What to produce:
If a line of the listing contains the string "impl", return that line.

Provided data:

■ ■ ■

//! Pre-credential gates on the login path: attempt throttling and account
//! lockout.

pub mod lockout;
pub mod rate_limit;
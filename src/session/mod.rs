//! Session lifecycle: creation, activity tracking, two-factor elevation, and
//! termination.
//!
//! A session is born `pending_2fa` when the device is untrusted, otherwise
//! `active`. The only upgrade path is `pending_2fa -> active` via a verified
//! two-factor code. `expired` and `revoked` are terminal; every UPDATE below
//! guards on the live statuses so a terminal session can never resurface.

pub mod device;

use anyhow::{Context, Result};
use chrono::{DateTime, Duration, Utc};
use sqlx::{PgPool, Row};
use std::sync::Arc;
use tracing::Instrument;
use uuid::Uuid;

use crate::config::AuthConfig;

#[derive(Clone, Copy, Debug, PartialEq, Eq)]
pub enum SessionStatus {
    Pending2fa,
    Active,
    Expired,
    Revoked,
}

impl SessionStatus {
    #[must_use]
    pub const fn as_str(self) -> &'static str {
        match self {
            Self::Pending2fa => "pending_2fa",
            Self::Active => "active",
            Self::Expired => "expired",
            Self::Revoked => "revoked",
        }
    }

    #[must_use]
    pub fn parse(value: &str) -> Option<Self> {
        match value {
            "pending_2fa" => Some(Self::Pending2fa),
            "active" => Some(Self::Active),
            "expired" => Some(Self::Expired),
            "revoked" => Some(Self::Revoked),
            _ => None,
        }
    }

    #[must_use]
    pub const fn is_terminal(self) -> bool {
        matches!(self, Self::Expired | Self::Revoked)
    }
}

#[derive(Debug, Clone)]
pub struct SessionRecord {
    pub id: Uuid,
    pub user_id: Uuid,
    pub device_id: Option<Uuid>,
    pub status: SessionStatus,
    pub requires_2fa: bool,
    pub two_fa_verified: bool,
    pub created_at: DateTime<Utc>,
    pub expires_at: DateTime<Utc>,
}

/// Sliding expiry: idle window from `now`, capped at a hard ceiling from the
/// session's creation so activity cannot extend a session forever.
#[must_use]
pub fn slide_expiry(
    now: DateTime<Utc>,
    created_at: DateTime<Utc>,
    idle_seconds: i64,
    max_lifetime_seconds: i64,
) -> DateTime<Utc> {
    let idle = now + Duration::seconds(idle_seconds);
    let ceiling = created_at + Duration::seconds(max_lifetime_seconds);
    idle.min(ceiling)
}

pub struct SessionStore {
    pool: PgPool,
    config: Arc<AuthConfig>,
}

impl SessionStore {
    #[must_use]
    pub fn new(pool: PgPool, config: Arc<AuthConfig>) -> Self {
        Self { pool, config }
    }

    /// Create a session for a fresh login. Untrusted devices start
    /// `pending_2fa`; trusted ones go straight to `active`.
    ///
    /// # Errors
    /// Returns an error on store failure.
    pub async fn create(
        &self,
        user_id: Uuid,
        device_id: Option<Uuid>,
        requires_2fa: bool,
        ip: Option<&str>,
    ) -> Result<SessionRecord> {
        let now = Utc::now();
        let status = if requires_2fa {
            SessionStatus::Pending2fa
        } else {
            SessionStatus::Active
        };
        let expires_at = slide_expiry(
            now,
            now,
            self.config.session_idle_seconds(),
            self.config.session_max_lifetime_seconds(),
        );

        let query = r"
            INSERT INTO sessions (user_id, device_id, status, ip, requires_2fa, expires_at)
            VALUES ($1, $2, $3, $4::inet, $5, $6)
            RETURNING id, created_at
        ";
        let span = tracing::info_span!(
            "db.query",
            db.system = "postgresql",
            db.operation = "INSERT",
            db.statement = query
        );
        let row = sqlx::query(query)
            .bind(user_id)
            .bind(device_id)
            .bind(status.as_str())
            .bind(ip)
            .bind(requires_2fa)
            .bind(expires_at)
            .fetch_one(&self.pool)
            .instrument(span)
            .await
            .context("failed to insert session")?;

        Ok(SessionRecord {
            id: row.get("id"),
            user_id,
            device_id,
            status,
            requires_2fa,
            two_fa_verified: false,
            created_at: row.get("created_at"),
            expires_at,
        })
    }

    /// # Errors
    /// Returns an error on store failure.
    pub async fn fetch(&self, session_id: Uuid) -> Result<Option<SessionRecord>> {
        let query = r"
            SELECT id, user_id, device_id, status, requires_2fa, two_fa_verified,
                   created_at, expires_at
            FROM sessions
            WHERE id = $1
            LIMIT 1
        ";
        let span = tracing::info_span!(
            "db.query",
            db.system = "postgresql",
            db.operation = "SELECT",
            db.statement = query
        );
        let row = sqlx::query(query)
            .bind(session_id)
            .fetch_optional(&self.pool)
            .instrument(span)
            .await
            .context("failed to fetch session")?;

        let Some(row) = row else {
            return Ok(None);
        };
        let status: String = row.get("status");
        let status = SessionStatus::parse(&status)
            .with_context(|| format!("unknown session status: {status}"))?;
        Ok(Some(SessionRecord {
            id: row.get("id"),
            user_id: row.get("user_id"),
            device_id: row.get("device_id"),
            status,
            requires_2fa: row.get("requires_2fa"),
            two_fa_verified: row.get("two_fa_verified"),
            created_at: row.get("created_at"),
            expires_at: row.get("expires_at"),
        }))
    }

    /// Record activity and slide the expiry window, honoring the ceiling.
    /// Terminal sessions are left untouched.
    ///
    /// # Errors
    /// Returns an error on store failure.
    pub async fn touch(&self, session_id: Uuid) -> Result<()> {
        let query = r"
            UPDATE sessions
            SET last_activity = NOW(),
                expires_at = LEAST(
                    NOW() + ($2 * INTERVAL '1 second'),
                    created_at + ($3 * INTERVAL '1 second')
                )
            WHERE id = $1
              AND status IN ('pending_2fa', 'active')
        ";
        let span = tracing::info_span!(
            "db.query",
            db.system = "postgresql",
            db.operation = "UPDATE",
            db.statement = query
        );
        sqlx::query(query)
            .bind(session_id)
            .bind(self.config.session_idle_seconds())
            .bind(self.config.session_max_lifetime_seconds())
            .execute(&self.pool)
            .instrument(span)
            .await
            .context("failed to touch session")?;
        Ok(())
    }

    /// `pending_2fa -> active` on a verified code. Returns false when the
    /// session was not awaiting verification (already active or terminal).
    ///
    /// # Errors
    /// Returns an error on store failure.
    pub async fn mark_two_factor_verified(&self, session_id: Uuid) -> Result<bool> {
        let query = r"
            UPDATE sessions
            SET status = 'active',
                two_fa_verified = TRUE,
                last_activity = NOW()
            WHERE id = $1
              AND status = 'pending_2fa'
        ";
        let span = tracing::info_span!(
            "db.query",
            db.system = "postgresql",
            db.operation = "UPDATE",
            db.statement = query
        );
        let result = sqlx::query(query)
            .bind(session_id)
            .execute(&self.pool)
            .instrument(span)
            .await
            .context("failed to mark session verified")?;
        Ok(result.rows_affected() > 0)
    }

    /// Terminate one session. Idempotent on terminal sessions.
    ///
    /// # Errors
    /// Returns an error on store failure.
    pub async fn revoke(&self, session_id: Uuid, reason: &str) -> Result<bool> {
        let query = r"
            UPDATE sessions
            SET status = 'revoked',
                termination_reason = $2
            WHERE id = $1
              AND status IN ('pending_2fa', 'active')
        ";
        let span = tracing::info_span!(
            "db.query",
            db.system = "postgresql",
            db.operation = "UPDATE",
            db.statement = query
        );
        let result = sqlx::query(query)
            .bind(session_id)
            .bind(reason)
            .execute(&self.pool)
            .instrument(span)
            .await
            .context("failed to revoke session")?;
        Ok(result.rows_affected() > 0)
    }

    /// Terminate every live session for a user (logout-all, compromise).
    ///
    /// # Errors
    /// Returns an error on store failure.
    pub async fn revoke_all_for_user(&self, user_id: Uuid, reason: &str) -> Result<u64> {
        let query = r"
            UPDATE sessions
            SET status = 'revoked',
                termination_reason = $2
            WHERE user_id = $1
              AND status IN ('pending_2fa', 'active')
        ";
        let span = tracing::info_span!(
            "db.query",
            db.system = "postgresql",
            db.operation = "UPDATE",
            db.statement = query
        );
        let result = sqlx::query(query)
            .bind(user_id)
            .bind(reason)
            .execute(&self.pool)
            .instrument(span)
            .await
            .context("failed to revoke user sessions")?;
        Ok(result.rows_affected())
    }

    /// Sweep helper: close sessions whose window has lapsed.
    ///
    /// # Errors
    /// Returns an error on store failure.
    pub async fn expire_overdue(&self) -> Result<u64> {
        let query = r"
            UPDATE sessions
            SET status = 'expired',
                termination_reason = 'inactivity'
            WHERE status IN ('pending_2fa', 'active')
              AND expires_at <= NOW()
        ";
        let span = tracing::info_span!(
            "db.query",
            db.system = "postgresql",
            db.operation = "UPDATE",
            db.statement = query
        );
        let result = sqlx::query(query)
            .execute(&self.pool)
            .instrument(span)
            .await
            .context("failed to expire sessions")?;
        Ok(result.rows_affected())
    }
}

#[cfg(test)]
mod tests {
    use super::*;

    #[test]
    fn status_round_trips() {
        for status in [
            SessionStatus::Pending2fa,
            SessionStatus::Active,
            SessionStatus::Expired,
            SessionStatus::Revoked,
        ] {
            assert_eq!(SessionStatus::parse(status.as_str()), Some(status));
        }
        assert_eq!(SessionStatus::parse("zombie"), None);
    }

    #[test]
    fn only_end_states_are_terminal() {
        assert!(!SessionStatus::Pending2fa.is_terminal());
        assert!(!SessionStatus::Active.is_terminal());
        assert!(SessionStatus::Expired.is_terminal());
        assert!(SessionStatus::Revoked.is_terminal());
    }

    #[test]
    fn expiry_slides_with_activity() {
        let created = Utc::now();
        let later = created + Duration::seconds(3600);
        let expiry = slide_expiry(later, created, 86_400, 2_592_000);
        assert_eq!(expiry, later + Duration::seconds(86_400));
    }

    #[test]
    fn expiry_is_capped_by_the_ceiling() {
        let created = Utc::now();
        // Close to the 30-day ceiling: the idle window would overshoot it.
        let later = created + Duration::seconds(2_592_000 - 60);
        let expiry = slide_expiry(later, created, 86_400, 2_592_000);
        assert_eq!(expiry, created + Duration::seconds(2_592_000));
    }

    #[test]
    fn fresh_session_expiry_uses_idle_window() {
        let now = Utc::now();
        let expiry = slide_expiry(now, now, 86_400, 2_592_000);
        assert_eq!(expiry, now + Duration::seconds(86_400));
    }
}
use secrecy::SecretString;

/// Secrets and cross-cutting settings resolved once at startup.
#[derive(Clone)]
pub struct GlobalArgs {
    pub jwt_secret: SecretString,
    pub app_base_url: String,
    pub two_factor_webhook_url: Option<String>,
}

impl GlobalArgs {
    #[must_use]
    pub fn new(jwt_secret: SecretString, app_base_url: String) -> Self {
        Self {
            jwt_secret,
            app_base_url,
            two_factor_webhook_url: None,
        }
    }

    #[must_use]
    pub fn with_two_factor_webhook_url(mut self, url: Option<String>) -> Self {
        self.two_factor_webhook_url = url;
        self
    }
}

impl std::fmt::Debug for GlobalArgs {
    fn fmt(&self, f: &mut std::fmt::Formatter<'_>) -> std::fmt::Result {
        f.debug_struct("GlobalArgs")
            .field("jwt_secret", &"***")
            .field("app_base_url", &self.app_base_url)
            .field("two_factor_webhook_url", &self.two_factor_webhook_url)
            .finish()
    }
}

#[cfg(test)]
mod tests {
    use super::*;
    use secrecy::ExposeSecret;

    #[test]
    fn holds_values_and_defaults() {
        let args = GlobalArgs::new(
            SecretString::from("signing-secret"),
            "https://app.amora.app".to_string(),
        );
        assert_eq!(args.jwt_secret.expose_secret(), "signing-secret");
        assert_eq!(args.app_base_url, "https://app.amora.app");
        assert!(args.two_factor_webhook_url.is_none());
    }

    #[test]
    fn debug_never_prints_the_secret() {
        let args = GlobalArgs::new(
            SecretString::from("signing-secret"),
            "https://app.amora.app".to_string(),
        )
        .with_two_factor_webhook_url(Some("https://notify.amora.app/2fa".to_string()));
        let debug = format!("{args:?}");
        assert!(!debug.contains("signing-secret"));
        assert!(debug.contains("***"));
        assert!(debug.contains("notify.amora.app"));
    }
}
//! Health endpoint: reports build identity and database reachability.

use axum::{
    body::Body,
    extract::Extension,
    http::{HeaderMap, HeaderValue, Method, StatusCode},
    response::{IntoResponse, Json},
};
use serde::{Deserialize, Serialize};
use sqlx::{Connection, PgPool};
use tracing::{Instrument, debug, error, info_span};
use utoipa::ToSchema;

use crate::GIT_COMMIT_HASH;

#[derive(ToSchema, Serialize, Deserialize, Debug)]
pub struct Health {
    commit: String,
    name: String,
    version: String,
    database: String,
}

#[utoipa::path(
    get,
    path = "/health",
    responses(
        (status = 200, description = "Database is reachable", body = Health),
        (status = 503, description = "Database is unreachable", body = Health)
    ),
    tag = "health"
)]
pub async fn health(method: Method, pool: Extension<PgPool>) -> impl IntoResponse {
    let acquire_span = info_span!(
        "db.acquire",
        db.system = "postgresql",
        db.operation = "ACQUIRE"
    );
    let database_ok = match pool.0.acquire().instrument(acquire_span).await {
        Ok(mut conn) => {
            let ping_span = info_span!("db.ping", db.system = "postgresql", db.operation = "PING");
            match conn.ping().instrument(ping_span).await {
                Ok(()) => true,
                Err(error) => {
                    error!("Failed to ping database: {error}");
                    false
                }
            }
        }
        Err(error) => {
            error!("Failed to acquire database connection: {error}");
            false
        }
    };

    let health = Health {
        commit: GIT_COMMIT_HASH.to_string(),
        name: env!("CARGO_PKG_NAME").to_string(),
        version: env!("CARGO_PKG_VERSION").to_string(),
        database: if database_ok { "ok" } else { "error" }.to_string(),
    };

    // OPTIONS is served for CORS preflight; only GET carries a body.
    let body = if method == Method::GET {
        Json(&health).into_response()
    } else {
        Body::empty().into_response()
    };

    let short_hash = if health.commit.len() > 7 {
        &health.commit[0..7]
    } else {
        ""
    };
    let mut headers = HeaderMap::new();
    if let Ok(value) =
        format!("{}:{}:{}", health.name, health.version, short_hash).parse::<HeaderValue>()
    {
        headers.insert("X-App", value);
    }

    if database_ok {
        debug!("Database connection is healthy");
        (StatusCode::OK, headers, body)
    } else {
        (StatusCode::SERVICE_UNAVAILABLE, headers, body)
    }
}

■ ■ ■

Task answer:
impl SessionStatus {
impl SessionStore {
impl GlobalArgs {
impl std::fmt::Debug for GlobalArgs {
pub async fn health(method: Method, pool: Extension<PgPool>) -> impl IntoResponse {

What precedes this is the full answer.